As a little edification with respect to manufacturing tolerances.
When items are hand made / prototyped, they can be made to exacting tolerances, as anything out of spec is simply discarded, however in the real world, manufacture needs to take into account ALL errors as a plus an minus tolerance, and added together, to which the final "design for manufacture", must provide allowances for same.

Lets look at glass, as it has possibly the worst manufactured error, that a good tank will have to take into account;
As can be seen below, using one of the more common sizes, 24mm od, (highlit), the od is + or minus 0.23mm, so it could be anything from 23.77 to 24.23mm, the inner dimensions now can vary by an additional amount, to which we now add the error, so in the case of a 1.2mm wall thickness, the inner dimension can vary up and down by another 0.05mm PLUS the outer wall variance.

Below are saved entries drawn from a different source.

//! バックグラウンド再取得（ライブ同期）
//!
//! 状態は `Idle` / `Polling` の2つ。
//! - 前回の取得が終わってから次のタイマーを張る（同時に2件の取得は走らない）
//! - タイマーを張る前と取得完了後に停止フラグを確認する
//! - `stop` は停止フラグを落としてタスクを中断する。実行中の取得の結果は捨てる
//!
//! 取得失敗はユーザーに通知しない（`PollEvent::Unreachable` で接続状態だけ伝える）。

use crate::api::ManifestApi;
use manifest_sync_common::{Manifest, ManifestId};
use std::sync::atomic::{AtomicBool, Ordering};
use std::sync::Arc;
use std::time::Duration;
use tokio::sync::mpsc;
use tokio::task::JoinHandle;
use tracing::{debug, info};

const EVENT_BUFFER: usize = 16;

#[derive(Debug, Clone, PartialEq)]
pub enum PollEvent {
    /// 最新のマニフェストを取得した
    Refreshed(Manifest),
    /// サーバーに届かなかった（オフライン表示用）
    Unreachable,
}

#[derive(Debug, Clone, Copy, PartialEq, Eq)]
pub enum PollerState {
    Idle,
    Polling,
}

struct ActivePoll {
    manifest_id: ManifestId,
    running: Arc<AtomicBool>,
    handle: JoinHandle<()>,
}

pub struct LiveSyncPoller {
    api: Arc<dyn ManifestApi>,
    interval: Duration,
    active: Option<ActivePoll>,
}

impl LiveSyncPoller {
    pub fn new(api: Arc<dyn ManifestApi>, interval: Duration) -> Self {
        Self {
            api,
            interval,
            active: None,
        }
    }

    pub fn state(&self) -> PollerState {
        match &self.active {
            Some(active) if active.running.load(Ordering::SeqCst) => PollerState::Polling,
            _ => PollerState::Idle,
        }
    }

    pub fn manifest_id(&self) -> Option<ManifestId> {
        self.active.as_ref().map(|a| a.manifest_id)
    }

    /// ポーリングを開始（実行中なら止めてから開始）
    ///
    /// 開始ごとに新しい受信側を返す。停止後に届くイベントはない。
    pub fn start(&mut self, manifest_id: ManifestId) -> mpsc::Receiver<PollEvent> {
        self.stop();

        let (tx, rx) = mpsc::channel(EVENT_BUFFER);
        let running = Arc::new(AtomicBool::new(true));
        let handle = tokio::spawn(poll_loop(
            self.api.clone(),
            manifest_id,
            self.interval,
            running.clone(),
            tx,
        ));

        info!(manifest_id, interval_ms = self.interval.as_millis() as u64, "live sync started");
        self.active = Some(ActivePoll {
            manifest_id,
            running,
            handle,
        });
        rx
    }

    /// ポーリングを停止
    pub fn stop(&mut self) {
        if let Some(active) = self.active.take() {
            active.running.store(false, Ordering::SeqCst);
            active.handle.abort();
            info!(manifest_id = active.manifest_id, "live sync stopped");
        }
    }
}

impl Drop for LiveSyncPoller {
    fn drop(&mut self) {
        self.stop();
    }
}

async fn poll_loop(
    api: Arc<dyn ManifestApi>,
    manifest_id: ManifestId,
    interval: Duration,
    running: Arc<AtomicBool>,
    tx: mpsc::Sender<PollEvent>,
) {
    loop {
        if !running.load(Ordering::SeqCst) {
            break;
        }
        tokio::time::sleep(interval).await;
        if !running.load(Ordering::SeqCst) {
            break;
        }

        let result = api.fetch_manifest(manifest_id).await;

        // 停止後に完了した取得は反映しない
        if !running.load(Ordering::SeqCst) {
            break;
        }

        let event = match result {
            Ok(Some(manifest)) => PollEvent::Refreshed(manifest),
            Ok(None) => {
                debug!(manifest_id, "poll: manifest not found, ignored");
                continue;
            }
            Err(e) => {
                debug!(manifest_id, error = %e, "poll failed, ignored");
                PollEvent::Unreachable
            }
        };

        match tx.try_send(event) {
            Ok(()) => {}
            Err(mpsc::error::TrySendError::Full(_)) => {
                debug!(manifest_id, "poll event dropped, consumer is behind");
            }
            Err(mpsc::error::TrySendError::Closed(_)) => break,
        }
    }
}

The height is the worst however, as the tubes are cut and the the edge then heated to a point that the corners melt to provide a smooth edge, to which each cuts tollerance is ... taaadaaaaaa ... 0.5mm
You'll note that there are two cuts on a glass tube making it 2 * 0.5mm = 1mm, so the design engineers take this error into account, and halve this as a + and - error, meaning the deck can compensate for + and minus 0.5mm without any variance off design spec.

Now you come along and request replacement glass cut to the high end of the spec, +1mm) ... Is it catered for ... Yes if proper industrialisation protocols have been followed.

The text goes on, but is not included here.